# AVAILABLE DATA:

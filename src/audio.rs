//! Audio device plumbing: a blocking capture source and an asynchronous
//! playback sink, both behind traits so the capture loop and playback
//! controller can run against test doubles.
//!
//! Everything that touches cpal converts to mono f32 normalized to
//! [-1.0, 1.0] up front so the rest of the pipeline stays format-agnostic.

use anyhow::{anyhow, Context, Result};
use cpal::traits::{DeviceTrait, HostTrait, StreamTrait};
use cpal::{SampleFormat, StreamConfig};
use crossbeam_channel::{bounded, Receiver, Sender};
use std::f32::consts::PI;
use std::sync::{Arc, Mutex};
use std::thread;
use std::time::Duration;

/// Extra wait beyond the buffer's nominal duration before the output worker
/// gives up on the device draining.
const DRAIN_SLACK: Duration = Duration::from_secs(2);
/// Short tail after the last sample is handed to the device, so its final
/// buffer is not cut off by dropping the stream.
const FLUSH_TAIL: Duration = Duration::from_millis(100);

/// Blocking acquisition of mono samples at the configured rate.
pub trait AudioInput: Send + Sync {
    fn acquire(&self, frames: usize) -> Result<Vec<f32>>;
}

/// Asynchronous playback: returns immediately with a channel that signals
/// once the device has consumed the whole buffer.
pub trait AudioOutput: Send + Sync {
    fn play(&self, buffer: Vec<f32>) -> Result<Receiver<()>>;
}

/// List microphone names so the CLI can expose a human-friendly selector.
pub fn input_device_names() -> Result<Vec<String>> {
    let host = cpal::default_host();
    let devices = host.input_devices().context("no input devices available")?;
    let mut names = Vec::new();
    for device in devices {
        if let Ok(name) = device.name() {
            names.push(name);
        }
    }
    Ok(names)
}

/// List playback device names.
pub fn output_device_names() -> Result<Vec<String>> {
    let host = cpal::default_host();
    let devices = host
        .output_devices()
        .context("no output devices available")?;
    let mut names = Vec::new();
    for device in devices {
        if let Ok(name) = device.name() {
            names.push(name);
        }
    }
    Ok(names)
}

fn resolve_input_device(preferred: Option<&str>) -> Result<cpal::Device> {
    let host = cpal::default_host();
    match preferred {
        Some(name) => {
            let mut devices = host.input_devices().context("no input devices available")?;
            devices
                .find(|d| d.name().map(|n| n == name).unwrap_or(false))
                .ok_or_else(|| anyhow!("input device '{name}' not found"))
        }
        None => host
            .default_input_device()
            .context("no default input device available"),
    }
}
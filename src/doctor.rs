use crate::{audio, config::AppConfig, config::ConfigStore, telemetry::trace_log_path};
use std::{env, fmt::Display};

pub struct DoctorReport {
    lines: Vec<String>,
}

impl DoctorReport {
    pub fn new(title: &str) -> Self {
        Self {
            lines: vec![title.to_string()],
        }
    }

    pub fn section(&mut self, title: &str) {
        self.lines.push(String::new());
        self.lines.push(format!("{title}:"));
    }

    pub fn push_kv(&mut self, key: &str, value: impl Display) {
        self.lines.push(format!("  {key}: {value}"));
    }

    pub fn push_line(&mut self, line: impl Into<String>) {
        self.lines.push(line.into());
    }

    pub fn render(&self) -> String {
        self.lines.join("\n")
    }
}

pub fn base_doctor_report(config: &AppConfig) -> DoctorReport {
    let mut report = DoctorReport::new("Echomon Doctor");
    report.push_kv("version", env!("CARGO_PKG_VERSION"));
    report.push_kv("os", format!("{}/{}", env::consts::OS, env::consts::ARCH));

    report.section("Config");
    match config.validate() {
        Ok(()) => report.push_kv("validation", "ok"),
        Err(err) => report.push_kv("validation", format!("error: {err}")),
    }
    report.push_kv("config_file", config.config_path.display());
    match ConfigStore::new(&config.config_path).load() {
        Ok(params) => {
            report.push_kv("threshold_dbfs", params.threshold_dbfs);
            report.push_kv("frame_duration", params.frame_duration);
            report.push_kv("taps", params.taps);
        }
        Err(err) => report.push_kv("parameters", format!("error: {err:#}")),
    }
    report.push_kv("sample_rate", config.sample_rate);
    report.push_kv(
        "trigger_log",
        config
            .trigger_log
            .as_ref()
            .map(|p| p.display().to_string())
            .unwrap_or_else(|| "disabled".to_string()),
    );
    report.push_kv("trace_log", trace_log_path().display());

    report.section("Audio");
    report.push_kv(
        "input_device",
        config.input_device.as_deref().unwrap_or("default"),
    );
    report.push_kv(
        "output_device",
        config.output_device.as_deref().unwrap_or("default"),
    );
    match audio::input_device_names() {
        Ok(devices) => {
            report.push_kv("input_count", devices.len());
            if devices.is_empty() {
                report.push_kv("inputs", "none");
            } else {
                report.push_line("  inputs:");
                for name in devices {
                    report.push_line(format!("    - {name}"));
                }
            }
        }
        Err(err) => report.push_kv("inputs", format!("error: {err}")),
    }
    match audio::output_device_names() {
        Ok(devices) => {
            report.push_kv("output_count", devices.len());
            if devices.is_empty() {
                report.push_kv("outputs", "none");
            } else {
                report.push_line("  outputs:");
                for name in devices {
                    report.push_line(format!("    - {name}"));
                }
            }
        }
        Err(err) => report.push_kv("outputs", format!("error: {err}")),
    }

    report
}

#[cfg(test)]
mod tests {
    use super::*;
    use clap::Parser;

    #[test]
    fn report_contains_expected_sections() {
        let config = AppConfig::parse_from(["test-app"]);
        let rendered = base_doctor_report(&config).render();
        assert!(rendered.starts_with("Echomon Doctor"));
        assert!(rendered.contains("Config:"));
        assert!(rendered.contains("Audio:"));
        assert!(rendered.contains("validation: ok"));
    }

    #[test]
    fn report_flags_invalid_config() {
        let config = AppConfig::parse_from(["test-app", "--sample-rate", "1"]);
        let rendered = base_doctor_report(&config).render();
        assert!(rendered.contains("validation: error"));
    }
}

# INSTRUCTIONS TO FOLLOW:
In the records above, find the line containing "pub trait AudioOutput: Send" and restate word for word every line from the first through that one.

# OUTPUT BELOW:
filename src/audio.rs
//! Audio device plumbing: a blocking capture source and an asynchronous
//! playback sink, both behind traits so the capture loop and playback
//! controller can run against test doubles.
//!
//! Everything that touches cpal converts to mono f32 normalized to
//! [-1.0, 1.0] up front so the rest of the pipeline stays format-agnostic.

use anyhow::{anyhow, Context, Result};
use cpal::traits::{DeviceTrait, HostTrait, StreamTrait};
use cpal::{SampleFormat, StreamConfig};
use crossbeam_channel::{bounded, Receiver, Sender};
use std::f32::consts::PI;
use std::sync::{Arc, Mutex};
use std::thread;
use std::time::Duration;

/// Extra wait beyond the buffer's nominal duration before the output worker
/// gives up on the device draining.
const DRAIN_SLACK: Duration = Duration::from_secs(2);
/// Short tail after the last sample is handed to the device, so its final
/// buffer is not cut off by dropping the stream.
const FLUSH_TAIL: Duration = Duration::from_millis(100);

/// Blocking acquisition of mono samples at the configured rate.
pub trait AudioInput: Send + Sync {
    fn acquire(&self, frames: usize) -> Result<Vec<f32>>;
}

/// Asynchronous playback: returns immediately with a channel that signals
/// once the device has consumed the whole buffer.
pub trait AudioOutput: Send + Sync {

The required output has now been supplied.